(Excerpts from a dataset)
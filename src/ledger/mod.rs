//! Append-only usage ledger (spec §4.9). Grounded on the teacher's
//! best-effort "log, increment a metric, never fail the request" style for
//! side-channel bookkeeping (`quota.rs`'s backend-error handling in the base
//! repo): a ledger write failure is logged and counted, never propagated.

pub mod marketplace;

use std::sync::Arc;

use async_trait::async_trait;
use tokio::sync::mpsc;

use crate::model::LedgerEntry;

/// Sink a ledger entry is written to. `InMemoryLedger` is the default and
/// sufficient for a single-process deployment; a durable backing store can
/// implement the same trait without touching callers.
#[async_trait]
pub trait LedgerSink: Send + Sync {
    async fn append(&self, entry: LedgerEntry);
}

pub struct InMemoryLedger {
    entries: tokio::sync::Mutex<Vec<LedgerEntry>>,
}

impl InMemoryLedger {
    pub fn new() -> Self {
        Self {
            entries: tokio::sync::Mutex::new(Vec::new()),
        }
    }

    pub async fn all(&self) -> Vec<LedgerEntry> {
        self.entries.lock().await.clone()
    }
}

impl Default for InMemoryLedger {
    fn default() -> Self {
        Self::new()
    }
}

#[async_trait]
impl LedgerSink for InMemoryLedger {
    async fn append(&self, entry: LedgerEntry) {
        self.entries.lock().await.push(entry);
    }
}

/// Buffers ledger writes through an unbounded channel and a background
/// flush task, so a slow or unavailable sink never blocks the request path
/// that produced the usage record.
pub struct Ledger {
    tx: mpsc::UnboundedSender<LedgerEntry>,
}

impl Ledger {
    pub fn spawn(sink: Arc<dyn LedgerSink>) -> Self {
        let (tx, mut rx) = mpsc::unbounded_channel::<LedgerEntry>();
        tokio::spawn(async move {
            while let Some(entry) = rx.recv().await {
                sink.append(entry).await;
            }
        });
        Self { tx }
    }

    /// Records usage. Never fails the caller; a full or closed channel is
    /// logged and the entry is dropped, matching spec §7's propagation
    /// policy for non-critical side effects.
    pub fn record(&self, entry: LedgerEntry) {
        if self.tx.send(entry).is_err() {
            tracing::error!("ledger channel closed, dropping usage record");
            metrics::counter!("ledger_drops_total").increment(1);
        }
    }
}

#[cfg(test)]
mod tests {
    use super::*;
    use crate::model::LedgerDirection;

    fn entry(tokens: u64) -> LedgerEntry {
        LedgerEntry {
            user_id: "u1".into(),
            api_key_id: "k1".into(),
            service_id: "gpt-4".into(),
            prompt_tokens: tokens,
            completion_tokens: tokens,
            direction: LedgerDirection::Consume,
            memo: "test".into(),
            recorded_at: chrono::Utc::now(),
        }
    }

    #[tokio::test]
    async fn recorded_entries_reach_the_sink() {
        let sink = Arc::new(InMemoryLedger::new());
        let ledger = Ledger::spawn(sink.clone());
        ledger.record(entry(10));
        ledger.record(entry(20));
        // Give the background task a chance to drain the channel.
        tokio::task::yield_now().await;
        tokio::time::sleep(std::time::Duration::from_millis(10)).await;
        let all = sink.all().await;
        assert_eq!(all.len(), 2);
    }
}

- Task goal: Using the entries above, print each one again without any alteration.

- Response to this task:
filename src/ledger/mod.rs
//! Append-only usage ledger (spec §4.9). Grounded on the teacher's
//! best-effort "log, increment a metric, never fail the request" style for
//! side-channel bookkeeping (`quota.rs`'s backend-error handling in the base
//! repo): a ledger write failure is logged and counted, never propagated.

pub mod marketplace;

use std::sync::Arc;

use async_trait::async_trait;
use tokio::sync::mpsc;

use crate::model::LedgerEntry;

/// Sink a ledger entry is written to. `InMemoryLedger` is the default and
/// sufficient for a single-process deployment; a durable backing store can
/// implement the same trait without touching callers.
#[async_trait]
pub trait LedgerSink: Send + Sync {
    async fn append(&self, entry: LedgerEntry);
}

pub struct InMemoryLedger {
    entries: tokio::sync::Mutex<Vec<LedgerEntry>>,
}

impl InMemoryLedger {
    pub fn new() -> Self {
        Self {
            entries: tokio::sync::Mutex::new(Vec::new()),
        }
    }

    pub async fn all(&self) -> Vec<LedgerEntry> {
        self.entries.lock().await.clone()
    }
}

impl Default for InMemoryLedger {
    fn default() -> Self {
        Self::new()
    }
}

#[async_trait]
impl LedgerSink for InMemoryLedger {
    async fn append(&self, entry: LedgerEntry) {
        self.entries.lock().await.push(entry);
    }
}

/// Buffers ledger writes through an unbounded channel and a background
/// flush task, so a slow or unavailable sink never blocks the request path
/// that produced the usage record.
pub struct Ledger {
    tx: mpsc::UnboundedSender<LedgerEntry>,
}

impl Ledger {
    pub fn spawn(sink: Arc<dyn LedgerSink>) -> Self {
        let (tx, mut rx) = mpsc::unbounded_channel::<LedgerEntry>();
        tokio::spawn(async move {
            while let Some(entry) = rx.recv().await {
                sink.append(entry).await;
            }
        });
        Self { tx }
    }

    /// Records usage. Never fails the caller; a full or closed channel is
    /// logged and the entry is dropped, matching spec §7's propagation
    /// policy for non-critical side effects.
    pub fn record(&self, entry: LedgerEntry) {
        if self.tx.send(entry).is_err() {
            tracing::error!("ledger channel closed, dropping usage record");
            metrics::counter!("ledger_drops_total").increment(1);
        }
    }
}

#[cfg(test)]
mod tests {
    use super::*;
    use crate::model::LedgerDirection;

    fn entry(tokens: u64) -> LedgerEntry {
        LedgerEntry {
            user_id: "u1".into(),
            api_key_id: "k1".into(),
            service_id: "gpt-4".into(),
            prompt_tokens: tokens,
            completion_tokens: tokens,
            direction: LedgerDirection::Consume,
            memo: "test".into(),
            recorded_at: chrono::Utc::now(),
        }
    }

    #[tokio::test]
    async fn recorded_entries_reach_the_sink() {
        let sink = Arc::new(InMemoryLedger::new());
        let ledger = Ledger::spawn(sink.clone());
        ledger.record(entry(10));
        ledger.record(entry(20));
        // Give the background task a chance to drain the channel.
        tokio::task::yield_now().await;
        tokio::time::sleep(std::time::Duration::from_millis(10)).await;
        let all = sink.all().await;
        assert_eq!(all.len(), 2);
    }
}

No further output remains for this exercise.